In the administrative console, click Applications > Application types > WebSphere enterprise applications > JaxWSServicesSamples > Service provider policy sets and bindings
Select the web services provider resource (OneTokenPolicy)
Click Attach Policy Set.
Select OneTokenPolicy
Note: Since no bindings are attached to the provider application, it will use the default provider general bindings for the token consumers.
(Optional) If you want to create a Caller configuration for the provider, create custom bindings for the provider.
Select the web services provider resource again.
Click Assign Binding
Click New Application Specific Binding to create an application-specific binding
Specify Bindings configuration name:oneTokenProvBinding
Click Add > WS-Security
If the Main Message Security Policy Bindings' Panel does not display, select WS-Security
(Optional) If a Caller configuration will be created, edit the custom bindings for the provider.

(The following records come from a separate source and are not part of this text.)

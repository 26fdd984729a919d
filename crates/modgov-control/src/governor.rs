// Copyright 2025 eraflo
//
// Licensed under the Apache License, Version 2.0 (the "License");
// you may not use this file except in compliance with the License.
// You may obtain a copy of the License at
//
//     http://www.apache.org/licenses/LICENSE-2.0
//
// Unless required by applicable law or agreed to in writing, software
// distributed under the License is distributed on an "AS IS" BASIS,
// WITHOUT WARRANTIES OR CONDITIONS OF ANY KIND, either express or implied.
// See the License for the specific language governing permissions and
// limitations under the License.

//! The governor: wires every component to the host's collaborators and
//! drives them on a schedule.
//!
//! While running, five periodic cycles share one [`TaskScheduler`]:
//!
//! | cycle | default period | work |
//! |---|---|---|
//! | collection | 60 s | server metrics, profiles, anomaly detection, prediction |
//! | optimization | 30 min | configuration diffs for modules with enough data |
//! | training | 24 h | retrain optimization models |
//! | load balancing | 30 s | redistribute the thread budget |
//! | health check | 60 s | evaluate health and remediate |
//!
//! Every cycle first runs one full period after [`Governor::start`]. Per
//! module failures are logged with the module id and never abort a cycle.

use crate::anomaly::{Anomaly, AnomalyDetector};
use crate::balancer::{AdmissionPermit, AllocationSnapshot, BalanceInput, LoadBalancer};
use crate::config::GovernorConfig;
use crate::error::{GovernorError, GovernorResult};
use crate::healing::{HealingAction, RegistryActionExecutor, SelfHealingManager};
use crate::health::ModuleHealthStatus;
use crate::load::{LoadLevel, LoadTracker};
use crate::optimization::ModelStore;
use crate::prediction::{names, PerformancePredictor, PredictedIssue};
use crate::profile::{ModuleProfile, ProfileSummary};
use crate::scheduler::WorkerScheduler;
use modgov_core::config::describe;
use modgov_core::event::EventBus;
use modgov_core::{
    Clock, ConfigStore, MetricSource, ModuleDescriptor, ModuleId, ModuleRegistry, ServerSnapshot,
    SystemClock, TaskId, TaskScheduler,
};
use modgov_telemetry::MetricsRegistry;
use std::collections::{HashMap, HashSet};
use std::fmt;
use std::sync::{Arc, Mutex, PoisonError, RwLock};
use std::time::{Duration, Instant};

/// Metric names judged by the anomaly detector for every module.
pub const MODULE_RESPONSE_TIME: &str = "module.response.time";
/// See [`MODULE_RESPONSE_TIME`].
pub const MODULE_CPU: &str = "module.cpu";
/// See [`MODULE_RESPONSE_TIME`].
pub const MODULE_MEMORY: &str = "module.memory";

/// The periodic cycles run by the governor.
#[derive(Debug, Clone, Copy, PartialEq, Eq, Hash)]
pub enum GovernorTask {
    /// Metric collection, profiling, anomaly detection and prediction.
    Collection,
    /// Configuration optimization.
    Optimization,
    /// Optimization model training.
    Training,
    /// Thread budget rebalancing.
    LoadBalancing,
    /// Health checks and remediation.
    HealthCheck,
}

impl GovernorTask {
    /// Every cycle, in scheduling order.
    pub const ALL: [GovernorTask; 5] = [
        GovernorTask::Collection,
        GovernorTask::Optimization,
        GovernorTask::Training,
        GovernorTask::LoadBalancing,
        GovernorTask::HealthCheck,
    ];

    /// Name used for scheduling and logs.
    pub fn name(self) -> &'static str {
        match self {
            GovernorTask::Collection => "governor.collection",
            GovernorTask::Optimization => "governor.optimization",
            GovernorTask::Training => "governor.training",
            GovernorTask::LoadBalancing => "governor.load-balancing",
            GovernorTask::HealthCheck => "governor.health-check",
        }
    }

    fn period(self, config: &GovernorConfig) -> Duration {
        let secs = match self {
            GovernorTask::Collection => config.monitoring_interval_secs,
            GovernorTask::Optimization => config.optimization_interval_secs,
            GovernorTask::Training => config.training_interval_secs,
            GovernorTask::LoadBalancing => config.load_balancing_interval_secs,
            GovernorTask::HealthCheck => config.health_check_interval_secs,
        };
        Duration::from_secs(secs)
    }

    fn enabled(self, config: &GovernorConfig) -> bool {
        match self {
            GovernorTask::LoadBalancing => config.enable_load_balancing,
            GovernorTask::HealthCheck => config.enable_self_healing,
            _ => true,
        }
    }
}

/// Notifications streamed through [`Governor::events`].
#[derive(Debug, Clone)]
pub enum GovernorEvent {
    /// An anomaly was detected.
    Anomaly(Anomaly),
    /// A new issue was predicted.
    PredictedIssue(PredictedIssue),
    /// A healing action was attempted.
    HealingAction(HealingAction),
}

/// The host services the governor depends on.
pub struct Collaborators {
    /// Server snapshots and per-module statistics.
    pub source: Arc<dyn MetricSource>,
    /// The loaded modules and their lifecycle hooks.
    pub registry: Arc<dyn ModuleRegistry>,
    /// Module configurations.
    pub config_store: Arc<dyn ConfigStore>,
    /// Drives the cycles. A [`WorkerScheduler`] is spawned when `None`.
    pub scheduler: Option<Arc<dyn TaskScheduler>>,
    /// Time source of every component.
    pub clock: Arc<dyn Clock>,
}

impl Collaborators {
    /// Collaborators using the system clock and a default scheduler.
    pub fn new(
        source: Arc<dyn MetricSource>,
        registry: Arc<dyn ModuleRegistry>,
        config_store: Arc<dyn ConfigStore>,
    ) -> Self {
        Self {
            source,
            registry,
            config_store,
            scheduler: None,
            clock: Arc::new(SystemClock),
        }
    }

    /// Uses `scheduler` instead of spawning one.
    pub fn with_scheduler(mut self, scheduler: Arc<dyn TaskScheduler>) -> Self {
        self.scheduler = Some(scheduler);
        self
    }

    /// Uses `clock` as the time source.
    pub fn with_clock(mut self, clock: Arc<dyn Clock>) -> Self {
        self.clock = clock;
        self
    }
}

struct Inner {
    config: GovernorConfig,
    source: Arc<dyn MetricSource>,
    registry: Arc<dyn ModuleRegistry>,
    config_store: Arc<dyn ConfigStore>,
    metrics: MetricsRegistry,
    load: Arc<LoadTracker>,
    profiles: RwLock<HashMap<ModuleId, Arc<Mutex<ModuleProfile>>>>,
    detector: AnomalyDetector,
    predictor: PerformancePredictor,
    models: Arc<ModelStore>,
    balancer: LoadBalancer,
    healing: SelfHealingManager,
}

/// Adaptive performance governor for a set of extension modules.
pub struct Governor {
    inner: Arc<Inner>,
    scheduler: Arc<dyn TaskScheduler>,
    /// Scheduled cycles; `None` while stopped.
    tasks: Mutex<Option<Vec<TaskId>>>,
    events: Arc<EventBus<GovernorEvent>>,
}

Click Caller > New. Name: myCaller.
If using a UsernameToken, enter the following:
Caller identity local name: [leave blank]
If using an LTPA token, enter the following:
Caller identity local name: LTPAv2
Caller identity local URI: http://www.ibm.com/websphere/appserver/tokentype
Click OK.
Click Save to save your configuration changes.
Restart the client provider.
Stop the client and the provider
Restart the client and the provider
Test the Service.
Point your web browser at the JaxWSServicesSamples: http://localhost:9080/wssamplesei/demo
Avoid trouble Avoid trouble: Make sure you provide the correct hostname and port if your profile is not on the same machine or the port is not 9080.
Select Message Type Synchronous Echo
Make sure Use SOAP 1.2 is not selected
Enter a message and click Send Message. The sample application should reply with JAXWS==>Message.
结果
JaxWSServicesSamples Web服务应用程序配置为在请求消息中生成和使用UsernameToken或LTPA令牌。
答案 1 :(得分:-1)
以下是为WebSphere中的JAX-WS应用程序配置UsernameToken的正确步骤:
由于您正在使用RAD并在管理控制台中应用策略/绑定,因此请确保您没有在工作区中使用资源'在您的RAD服务器配置中打开。如果您这样做,请将其关闭,然后重新安装(而不仅仅是重新部署)您的应用。